Plants cannot move to escape enemies or harsh conditions. They have therefore evolved strategies to survive grazing herbivores such as insects and snails, defenses against viral, bacterial and fungal pathogens, and protection against - varying climate and other types of stress. To ward off a competition from other plants, to fight infection, and to respond to the environment in general, plants make tens of thousands of different chemical compounds. Lothar Willmitzer (Max-Planck-Institut für Molekulare Pflanzenphysiologie, Golm, Germany) tries to make sense out of this enormous number of metabolites. He described a systems-biology approach for identifying putative signaling molecules involved in stress signaling by creating variability in the metabolite profiles by putting plants under many different stress conditions. Transcriptome data are then compared with metabolome data to see to what extent changes in one are coupled with changes in the other. Willmitzer also described ideas for the diagnostic use of metabolomics. One proposed application is to predict the biomass of a plant by simply measuring its metabolic composition.

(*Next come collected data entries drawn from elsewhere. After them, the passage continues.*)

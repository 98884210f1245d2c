//! Model connection trait

use crate::{Result, StreamEvent, ToolDefinition, UserContent};
use async_trait::async_trait;
use futures::Stream;
use std::pin::Pin;

/// Ordered feed of events for the current turn
pub type EventStream<'a> = Pin<Box<dyn Stream<Item = Result<StreamEvent>> + Send + 'a>>;

/// Bidirectional channel to a streaming, tool-using model
///
/// Implementations:
/// - `RealtimeConnection` - realtime websocket API (Azure OpenAI / OpenAI)
///
/// Each `append_*` and `trigger_generation` call returns once the item
/// has been accepted by the connection.
#[async_trait]
pub trait ModelConnection: Send {
    /// One-time session setup with instructions and published tools
    async fn configure(&mut self, instructions: &str, tools: &[ToolDefinition]) -> Result<()>;

    /// Append a user message to the conversation
    async fn append_user_message(&mut self, content: UserContent) -> Result<()>;

    /// Append the output of a tool call, correlated by `call_id`
    async fn append_tool_output(&mut self, call_id: &str, output: &str) -> Result<()>;

    /// Ask the model to produce the next turn
    async fn trigger_generation(&mut self) -> Result<()>;

    /// Events of the turn in progress
    ///
    /// The stream ends after `TurnComplete`; calling again continues with
    /// the next turn's events.
    fn events(&mut self) -> EventStream<'_>;

    /// Model name for logging
    fn model_name(&self) -> &str;
}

Plant growth and productivity are greatly affected by abiotic stresses such as drought, salinity, and temperature. Dorothea Bartels (Max-Planck-Institut für Zuchtungsforschung, Köln, Germany) uses the 'resurrection' plant Craterostigma plantagineum as a model system to investigate the molecular and biochemical basis of tolerance to desiccation. C. plantagineum belongs to the Linderniae, a plant tribe comprising both desiccation-tolerant and desiccation-nontolerant species. Although the geographical distributions of both types overlap, phylogenetic studies have shown that the desiccation-tolerant species form a monophyletic group. Comparative studies of these species have identified conserved regulatory elements and very recently evolved transposable elements in stress-relevant genes, providing clues for the evolution of drought resistance. Montserrat Pagès (Institut de Biologia Molecular de Barcelona, Spain) reported the identification and characterization of MKP5, a mitogen-activated protein kinase (MAPK) involved in seedling establishment and abscisic acid (ABA) signaling. The phytohormone ABA plays a crucial role in adaptive stress tolerance in plants. Seeds over-expressing an MKP5-GFP fusion protein show phenotypic alterations, including ABA, salt hypersensitivity, and slight drought tolerance and a severe growth arrest after germination. This development arrest is a result of inefficient lipid reserve mobilization and is rescued by providing a source of exogenous sugar in the growth medium. Molecular analyses revealed upregulation of ABA signaling genes in those plants. These data suggest that MKP5 is a potential regulator of the ABA/stress signalling pathway and present new evidence implicating a link by MAPK activities in the control of seedling development and survival under stress conditions.

In the signal transduction network that leads from the perception of stress signals to the expression of stress-responsive genes, transcription factors play an essential role. As discussed by Chiara Tonelli (Università degli Studi di Milano, Italy) one of the MYB family of transcription factors, AtMYB60, is specifically expressed in stomatal guard cells and its expression is downregulated during drought. Tonelli reported a null mutation in AtMYB60 that results in a reduction in stomatal opening and decreased water loss, even under normal conditions, thus confirming its role. Another MYB transcription factor, AtMYB90, is upregulated in response to drought and salt stress, and she described how transgenic plants overexpressing AtMYB90 showed enhanced salt tolerance compared to wild-type plants. These findings suggest that modulation of such transcription factors might open up new possibilities for engineering plants that can better survive drought and salt stress.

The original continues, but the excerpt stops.